Der hohe Rath von Schottland, in dessen Hände sich seit der Vereinigung beider Kronen eine große richterliche Gewalt sowohl, als auch die Oberaufsicht über die vollziehende Macht der Regierung befand, hielt jetzt seine Sitzung in dem alten, dunklen gothischen Saale, der an's Parlamentshaus in Edinburgh stieß, als General Grahame eintrat und seinen Platz an der Rathstafel einnahm.
»Ihr habt uns heut drei Stück Wild gebracht, General,« sagte ein Edelmann, der hier eine hohe Stelle begleitete. »Da ist eine Memme, die soll sich für überwunden bekennen – hier ein Hahn, der in der Klemme ist – und was soll ich aus dem Dritten machen, General?«
»Ohne Bildersprache! bitte ich Eure Gnaden, ihn als einen Mann zu betrachten, an dem ich innigen Antheil nehme,« sagte Claverhouse.
»Und als einen Whig obendrein!« sagte der Edelmann, eine Zunge heraushängend, die stets viel zu dick für seinen Mund war, und seine plumpen Züge zu einem höhnischen Lächeln stimmend, das ihm ganz in der Natur lag.
»Ja, mit Euer Gnaden Erlaubniß, ein Whig, wie Eure Gnaden war anno 1641,« versetzte Claverhouse mit seiner unwandelbaren Artigkeit.
»Da habt Ihr's, Herr Herzog,« sagte einer von den Räthen.
»Ja, ja!« erwiderte der Herzog lachend, »seit der Affaire bei Drumclog läßt er gar nicht mit sich reden – aber bringt die Gefangenen herbei – und Ihr, Herr Schreiber, verles't die Urkunde.«
Der Schreiber las eine Urkunde ab, in welcher der General Grahame von Claverhouse und Lord Evandale sich verbürgten, daß Junker Heinrich Morton von Milnwood in's Ausland gehen und dort verbleiben solle, bis Sr.
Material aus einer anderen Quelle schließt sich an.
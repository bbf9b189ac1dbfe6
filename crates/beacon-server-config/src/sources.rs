// Copyright (c) 2025 Geoffrey Huntley <ghuntley@ghuntley.com>. All rights reserved.
// SPDX-License-Identifier: Proprietary

//! Configuration sources: defaults, TOML files, and environment variables.

use std::path::PathBuf;

use tracing::{debug, trace};

use crate::error::ConfigError;
use crate::layer::ServerConfigLayer;
use crate::sections::{
	DatabaseConfigLayer, HttpConfigLayer, JobsConfigLayer, LoggingConfigLayer, SessionConfigLayer,
};

/// Source precedence levels (higher = overrides lower).
#[derive(Debug, Clone, Copy, PartialEq, Eq, PartialOrd, Ord)]
pub enum Precedence {
	Defaults = 10,
	ConfigFile = 20,
	Environment = 50,
}

/// Trait for configuration sources.
pub trait ConfigSource: Send + Sync {
	fn name(&self) -> &'static str;
	fn precedence(&self) -> Precedence;
	fn load(&self) -> Result<ServerConfigLayer, ConfigError>;
}

/// Built-in defaults source.
pub struct DefaultsSource;

impl ConfigSource for DefaultsSource {
	fn name(&self) -> &'static str {
		"defaults"
	}

	fn precedence(&self) -> Precedence {
		Precedence::Defaults
	}

	fn load(&self) -> Result<ServerConfigLayer, ConfigError> {
		debug!("loading defaults");
		Ok(ServerConfigLayer::default())
	}
}

/// TOML file configuration source.
pub struct TomlSource {
	path: PathBuf,
}

impl TomlSource {
	pub fn new(path: impl Into<PathBuf>) -> Self {
		Self { path: path.into() }
	}

	pub fn system() -> Self {
		Self::new("/etc/beacon/server.toml")
	}
}

impl ConfigSource for TomlSource {
	fn name(&self) -> &'static str {
		"toml-config"
	}

	fn precedence(&self) -> Precedence {
		Precedence::ConfigFile
	}

	fn load(&self) -> Result<ServerConfigLayer, ConfigError> {
		if !self.path.exists() {
			debug!(path = %self.path.display(), "config file not found, skipping");
			return Ok(ServerConfigLayer::default());
		}

		debug!(path = %self.path.display(), "loading config file");
		let content = std::fs::read_to_string(&self.path).map_err(|e| ConfigError::FileRead {
			path: self.path.clone(),
			source: e,
		})?;

		let layer: ServerConfigLayer =
			toml::from_str(&content).map_err(|e| ConfigError::TomlParse {
				path: self.path.clone(),
				source: e,
			})?;

		trace!("parsed config layer from TOML");
		Ok(layer)
	}
}

/// Environment variable source.
///
/// Convention: BEACON_SERVER_<SECTION>_<FIELD>
pub struct EnvSource;

impl ConfigSource for EnvSource {
	fn name(&self) -> &'static str {
		"environment"
	}

	fn precedence(&self) -> Precedence {
		Precedence::Environment
	}

	fn load(&self) -> Result<ServerConfigLayer, ConfigError> {
		debug!("loading environment variables");
		Ok(ServerConfigLayer {
			http: Some(load_http_from_env()?),
			database: Some(load_database_from_env()),
			logging: Some(load_logging_from_env()),
			session: Some(load_session_from_env()?),
			jobs: Some(load_jobs_from_env()?),
		})
	}
}

fn env_var(name: &str) -> Option<String> {
	std::env::var(name).ok().filter(|s| !s.is_empty())
}

fn env_bool(name: &str) -> Option<bool> {
	env_var(name).map(|v| v.eq_ignore_ascii_case("true") || v == "1")
}

fn env_u16(name: &str) -> Result<Option<u16>, ConfigError> {
	match env_var(name) {
		Some(v) => v.parse().map(Some).map_err(|_| ConfigError::InvalidValue {
			key: name.to_string(),
			message: format!("invalid u16 value '{v}'"),
		}),
		None => Ok(None),
	}
}

fn env_u32(name: &str) -> Result<Option<u32>, ConfigError> {
	match env_var(name) {
		Some(v) => v.parse().map(Some).map_err(|_| ConfigError::InvalidValue {
			key: name.to_string(),
			message: format!("invalid u32 value '{v}'"),
		}),
		None => Ok(None),
	}
}

fn env_u64(name: &str) -> Result<Option<u64>, ConfigError> {
	match env_var(name) {
		Some(v) => v.parse().map(Some).map_err(|_| ConfigError::InvalidValue {
			key: name.to_string(),
			message: format!("invalid u64 value '{v}'"),
		}),
		None => Ok(None),
	}
}

fn load_http_from_env() -> Result<HttpConfigLayer, ConfigError> {
	Ok(HttpConfigLayer {
		host: env_var("BEACON_SERVER_HOST"),
		port: env_u16("BEACON_SERVER_PORT")?,
	})
}

fn load_database_from_env() -> DatabaseConfigLayer {
	DatabaseConfigLayer {
		url: env_var("BEACON_SERVER_DATABASE_URL"),
	}
}

fn load_logging_from_env() -> LoggingConfigLayer {
	LoggingConfigLayer {
		level: env_var("BEACON_SERVER_LOG_LEVEL"),
	}
}

fn load_session_from_env() -> Result<SessionConfigLayer, ConfigError> {
	Ok(SessionConfigLayer {
		cookie_name: env_var("BEACON_SERVER_SESSION_COOKIE_NAME"),
		cookie_max_age_days: env_u32("BEACON_SERVER_SESSION_COOKIE_MAX_AGE_DAYS")?,
	})
}

fn load_jobs_from_env() -> Result<JobsConfigLayer, ConfigError> {
	Ok(JobsConfigLayer {
		aggregation_enabled: env_bool("BEACON_SERVER_AGGREGATION_ENABLED"),
		daily_aggregation_interval_secs: env_u64("BEACON_SERVER_DAILY_AGGREGATION_INTERVAL_SECS")?,
		weekly_aggregation_interval_secs: env_u64("BEACON_SERVER_WEEKLY_AGGREGATION_INTERVAL_SECS")?,
		monthly_aggregation_interval_secs: env_u64(
			"BEACON_SERVER_MONTHLY_AGGREGATION_INTERVAL_SECS",
		)?,
	})
}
Majestät Meinung hinsichtlich des Beitritts besagten Heinrich Mortons zur Empörung bekannt sein würde, und zwar bei Leibes- und Lebensstrafe für benannten Heinrich Morton und zehntausend Mark für jeden seiner Bürgen.
»Nehmt Ihr des Königs Gnade an, Herr Morton?« fragte der Herzog von Lauderdale, welcher im Rathe präsidirte.«
»Ich habe keine andere Wahl, Mylord!« erwiderte Morton.
»So unterschreibt die Urkunde.«
Morton that es ohne Einspruch, überzeugt, daß er nicht besser hätte durchkommen können. Macbriar, der in diesem Augenblick an die Rathstafel geführt wurde, aber an einen Stuhl gebunden, weil er zu schwach war zu stehen, sah Morton in einer Handlung begriffen, die er für Abtrünnigkeit hielt.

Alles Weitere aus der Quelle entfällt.